2 SSDs: SATA and NVMe

May 2023

  • Personal Vault

  • PC performance

  • SSD

  • M.2

  • NVMe

Blog Home

When talking about M.2 in storage technology, we usually talk about SSDs by referring to their form factor. M.2 refers to a form factor of solid state drives that resembles a chewing gum stick. With a small and slim design, they are ideal for lightweight and portable computing such as laptops, NUCs and Ultrabooks. They take up less space than 2.5″ SSDs or HDDs and can be up to 2TB in capacity.

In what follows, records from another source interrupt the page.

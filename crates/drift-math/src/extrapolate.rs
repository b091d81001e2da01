// ─────────────────────────────────────────────────────────────────────
// SCPN Drift Core — Ghost Extrapolation
// © 1998–2026 Miroslav Šotek. All rights reserved.
// Contact: www.anulum.li | protoscience@anulum.li
// ORCID: https://orcid.org/0009-0009-3560-0851
// License: GNU AGPL v3 | Commercial licensing available
// ─────────────────────────────────────────────────────────────────────
//! Lagrange extrapolation weights on a uniform grid.
//!
//! The polynomial of degree `order` through the interior samples at
//! offsets 0, 1, …, order (counted inwards from the boundary) is evaluated
//! at the ghost position −distance. All weights are integers, computed in
//! integer arithmetic, so polynomials of degree ≤ order with dyadic values
//! are reproduced bit for bit.

use drift_types::error::{DriftError, DriftResult};

/// Weights `w_k`, k = 0..=order, such that
/// `ghost(−distance) = Σ w_k · interior(k)`.
pub fn lagrange_weights(order: usize, distance: usize) -> DriftResult<Vec<f64>> {
    if order == 0 || distance == 0 {
        return Err(DriftError::ConfigError(format!(
            "extrapolation needs order >= 1 and distance >= 1, got order={order}, distance={distance}"
        )));
    }
    let x = -(distance as i128);
    let nodes: Vec<i128> = (0..=order as i128).collect();
    let mut weights = Vec::with_capacity(nodes.len());
    for &k in &nodes {
        let mut num: i128 = 1;
        let mut den: i128 = 1;
        for &m in &nodes {
            if m != k {
                num *= x - m;
                den *= k - m;
            }
        }
        weights.push((num / den) as f64);
    }
    Ok(weights)
}

/// Extrapolate one ghost value from interior samples ordered inwards.
pub fn extrapolate(interior: &[f64], order: usize, distance: usize) -> DriftResult<f64> {
    let weights = lagrange_weights(order, distance)?;
    if interior.len() < weights.len() {
        return Err(DriftError::PhysicsViolation(format!(
            "order-{order} extrapolation needs {} interior points, got {}",
            weights.len(),
            interior.len()
        )));
    }
    Ok(weights.iter().zip(interior).map(|(w, v)| w * v).sum())
}
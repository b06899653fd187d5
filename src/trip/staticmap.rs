//! Static map image URLs.

use url::Url;

use super::{
    geo::LatLng,
    prefs::MapStyle,
    viewport::MapViewport,
};
use crate::config::MapsConfig;

/// A drawn leg: encoded path and its `#rrggbb` color.
#[derive(Debug, Clone, PartialEq)]
pub struct PathSpec {
    pub encoded: String,
    pub color: String,
}

const DARK_STYLE: [&str; 3] = [
    "element:geometry|color:0x1f2937",
    "element:labels.text.fill|color:0x9ca3af",
    "feature:water|color:0x0f172a",
];

const LIGHT_STYLE: [&str; 2] = [
    "feature:poi|visibility:off",
    "feature:transit|visibility:simplified",
];

/// Build the static map URL for a fitted viewport and its legs.
///
/// Returns `None` when the configured endpoint is not a valid URL.
pub fn static_map_url(
    maps: &MapsConfig,
    api_key: &str,
    viewport: MapViewport,
    style: MapStyle,
    paths: &[PathSpec],
) -> Option<String> {
    let mut params: Vec<(String, String)> = vec![
        ("center".into(), format_point(viewport.center)),
        ("zoom".into(), viewport.zoom.to_string()),
        ("size".into(), format!("{}x{}", maps.width, maps.height)),
        ("scale".into(), "2".into()),
    ];

    let maptype = match style {
        MapStyle::Light | MapStyle::Dark => "roadmap",
        MapStyle::Satellite => "hybrid",
        MapStyle::Terrain => "terrain",
    };
    params.push(("maptype".into(), maptype.into()));

    let styles: &[&str] = match style {
        MapStyle::Light => &LIGHT_STYLE,
        MapStyle::Dark => &DARK_STYLE,
        MapStyle::Satellite | MapStyle::Terrain => &[],
    };
    params.extend(styles.iter().map(|s| ("style".to_string(), (*s).to_string())));

    params.extend(paths.iter().map(|p| {
        (
            "path".to_string(),
            format!(
                "color:{}ff|weight:4|enc:{}",
                super::colors::to_map_color(&p.color),
                p.encoded
            ),
        )
    }));
    params.push(("key".into(), api_key.to_string()));

    Url::parse_with_params(&maps.static_map_endpoint, &params)
        .ok()
        .map(String::from)
}

fn format_point(p: LatLng) -> String {
    format!("{:.6},{:.6}", p.lat, p.lng)
}

#[cfg(test)]
mod tests {
    use super::*;

    #[test]
    fn test_url_contains_viewport_and_paths() {
        let maps = MapsConfig::default();
        let viewport = MapViewport {
            center: LatLng::new(35.0, 137.5),
            zoom: 7,
        };
        let paths = [PathSpec {
            encoded: "_p~iF~ps|U".into(),
            color: "#ff0000".into(),
        }];
        let url = static_map_url(&maps, "KEY", viewport, MapStyle::Dark, &paths).unwrap();
        let parsed = Url::parse(&url).unwrap();
        let pairs: Vec<(String, String)> = parsed.query_pairs().into_owned().collect();

        assert!(pairs.contains(&("zoom".into(), "7".into())));
        assert!(pairs.contains(&("size".into(), "560x630".into())));
        assert!(pairs.contains(&("center".into(), "35.000000,137.500000".into())));
        assert!(pairs.contains(&("path".into(), "color:0xff0000ff|weight:4|enc:_p~iF~ps|U".into())));
        assert!(pairs.contains(&("key".into(), "KEY".into())));
        assert_eq!(pairs.iter().filter(|(k, _)| k == "style").count(), 3);
    }

    #[test]
    fn test_invalid_endpoint() {
        let maps = MapsConfig {
            static_map_endpoint: "not a url".into(),
            ..MapsConfig::default()
        };
        assert!(static_map_url(&maps, "K", MapViewport::WORLD, MapStyle::Light, &[]).is_none());
    }
}
//! `sharecard build`

use anyhow::Result;

use super::BuildArgs;
use crate::{
    batch::{self, TargetFilter},
    config::SiteConfig,
    content::ContentCatalog,
    log,
    render::compositor_for,
};

impl BuildArgs {
    pub fn filter(&self) -> TargetFilter {
        TargetFilter::new(
            self.locales.clone(),
            self.include_paths.clone(),
            self.include_prefixes.clone(),
            self.exclude_paths.clone(),
            self.exclude_prefixes.clone(),
        )
    }
}

pub fn build_cards(config: &SiteConfig, args: &BuildArgs) -> Result<()> {
    let catalog = ContentCatalog::load(&config.site.content)?;
    let filter = args.filter();
    if !filter.is_empty() {
        log!("build"; "filtered build, merging into existing manifest");
    }

    let report = batch::run(config, &catalog, &filter, |origin| compositor_for(config, origin))?;
    log!(
        "build";
        "targets: {}, wrote: {}, reused: {}, removed: {}",
        report.targets, report.wrote, report.reused, report.removed
    );
    Ok(())
}
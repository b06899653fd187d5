use std::fmt;

/// Where a batch build currently is.
///
/// `Idle → Enumerating → Diffing → Rendering → Reconciling → Done`, with
/// `Failed` reachable from any working phase.
#[derive(Debug, Clone, Copy, PartialEq, Eq)]
pub enum Phase {
    Idle,
    Enumerating,
    Diffing,
    Rendering,
    Reconciling,
    Done,
    Failed,
}

impl Phase {
    /// Next phase on success.
    pub const fn next(self) -> Self {
        match self {
            Self::Idle => Self::Enumerating,
            Self::Enumerating => Self::Diffing,
            Self::Diffing => Self::Rendering,
            Self::Rendering => Self::Reconciling,
            Self::Reconciling | Self::Done => Self::Done,
            Self::Failed => Self::Failed,
        }
    }

    pub const fn is_terminal(self) -> bool {
        matches!(self, Self::Done | Self::Failed)
    }
}

impl fmt::Display for Phase {
    fn fmt(&self, f: &mut fmt::Formatter<'_>) -> fmt::Result {
        f.write_str(match self {
            Self::Idle => "idle",
            Self::Enumerating => "enumerating",
            Self::Diffing => "diffing",
            Self::Rendering => "rendering",
            Self::Reconciling => "reconciling",
            Self::Done => "done",
            Self::Failed => "failed",
        })
    }
}

#[cfg(test)]
mod tests {
    use super::*;

    #[test]
    fn test_phase_order() {
        let mut phase = Phase::Idle;
        let mut seen = vec![phase];
        while !phase.is_terminal() {
            phase = phase.next();
            seen.push(phase);
        }
        assert_eq!(
            seen,
            [
                Phase::Idle,
                Phase::Enumerating,
                Phase::Diffing,
                Phase::Rendering,
                Phase::Reconciling,
                Phase::Done
            ]
        );
        assert_eq!(Phase::Failed.next(), Phase::Failed);
    }
}
//! On-demand share card server.

mod handlers;

pub use handlers::{Reply, ServeContext};

use std::sync::Arc;

use anyhow::{Context, Result};
use tiny_http::{Request, Server};

use crate::{
    config::SiteConfig,
    content::ContentCatalog,
    core, log,
    render::OnDemandCompositor,
    server::{
        bind_with_retry, respond_file, respond_json, respond_not_found, respond_pipeline_error,
        respond_png, respond_unavailable,
    },
    trip::{
        DirectionsClient, HttpDirections, HttpTripStore, JsonPreferenceStore, NoTripStore,
        TripStore,
    },
};

impl ServeContext {
    /// Wire up collaborators from config.
    pub fn from_config(config: SiteConfig) -> Result<Self> {
        let catalog = ContentCatalog::load(&config.site.content)?;
        let compositor = OnDemandCompositor::new(&config, config.asset_origin())?;

        let trips: Box<dyn TripStore> = match &config.trips.endpoint {
            Some(endpoint) => Box::new(HttpTripStore::new(endpoint).context("trip store")?),
            None => Box::new(NoTripStore),
        };
        let prefs = config
            .trips
            .preferences
            .as_deref()
            .map(JsonPreferenceStore::load)
            .unwrap_or_default();

        let api_key = config.maps.api_key();
        if api_key.is_none() {
            log!("serve"; "${} not set, trip cards render without maps", config.maps.api_key_env);
        }
        let directions: Option<Box<dyn DirectionsClient>> = match &api_key {
            Some(key) => Some(Box::new(
                HttpDirections::new(&config.maps.directions_endpoint, key.clone())
                    .context("directions client")?,
            )),
            None => None,
        };

        Ok(Self {
            config,
            catalog,
            compositor: Box::new(compositor),
            trips,
            prefs: Box::new(prefs),
            directions,
            api_key,
        })
    }
}

/// Bind and serve until Ctrl+C.
pub fn serve(config: SiteConfig) -> Result<()> {
    let (server, addr) = bind_with_retry(config.serve.interface, config.serve.port)?;
    let server = Arc::new(server);
    let ctx = Arc::new(ServeContext::from_config(config)?);

    core::register_server(Arc::clone(&server));
    log!("serve"; "http://{}", addr);

    run_request_loop(&server, &ctx)
}

fn run_request_loop(server: &Server, ctx: &Arc<ServeContext>) -> Result<()> {
    // Rendering is CPU-bound; keep slow renders from blocking other requests
    let pool = rayon::ThreadPoolBuilder::new()
        .num_threads(4)
        .build()
        .context("failed to create thread pool")?;

    for request in server.incoming_requests() {
        let ctx = Arc::clone(ctx);
        pool.spawn(move || {
            if let Err(e) = handle_request(request, &ctx) {
                log!("serve"; "request error: {e}");
            }
        });
    }
    Ok(())
}

/// Handle a single HTTP request
fn handle_request(request: Request, ctx: &ServeContext) -> Result<()> {
    if core::is_shutdown() {
        return respond_unavailable(request);
    }

    match ctx.reply(request.url()) {
        Ok(Reply::Png { body, cache_control }) => respond_png(request, body, cache_control),
        Ok(Reply::Json(body)) => respond_json(request, body),
        Ok(Reply::File(path)) => respond_file(request, &path),
        Ok(Reply::NotFound) => respond_not_found(request),
        Err(err) => {
            log!("error"; "{} {:#}", request.url(), err);
            respond_pipeline_error(request, &err)
        }
    }
}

Now that we have figured out what M.2 is, let’s consider the question: “Is M.2 faster than an SSD?”

The answer is no. M.2 is an SSD form factor, so this question doesn’t really make sense. However, the confusion it causes is understandable as M.2 SSDs are relatively new compared to other client-grade SSD form factors. There are two types of M.2 SSDs: SATA-based and NVMe-based. They differ in storage technology. And, depending on your needs and budget, they each have their pros and cons.

Helpful advice. Please note that an M.2 SSD is only compatible with a motherboard that supports an M.2 connector Check your computer’s motherboard to make sure it has an M.2 connector.


To start off, we shipped our last SATA M.2 SSD, the A400 M.2, in December 2022. We no longer manufacture SATA-based M.2 SSDs, and all of our M.2 SSDs will be NVMe in the future. At that time, SATA M.2 SSDs used the SATA interface with a maximum transfer rate of 6Gbps. This is slow compared to newer interfaces (more on that below). SATA-based SSDs are among the lowest class of SSDs in terms of performance. They use the same interface as hard drives. However, SATA-based SSDs have 3 to 4 times the bandwidth compared to HDDs. SATA SSDs were more affordable and cheaper than NVMe SSDs. M.2 SATA SSDs were a great alternative to a 2.5″ SSD if your computer didn’t have room for a 2. 5″ SSD. An M.2 SSD that has both an M key and a B key as shown in the figure is a SATA SSD.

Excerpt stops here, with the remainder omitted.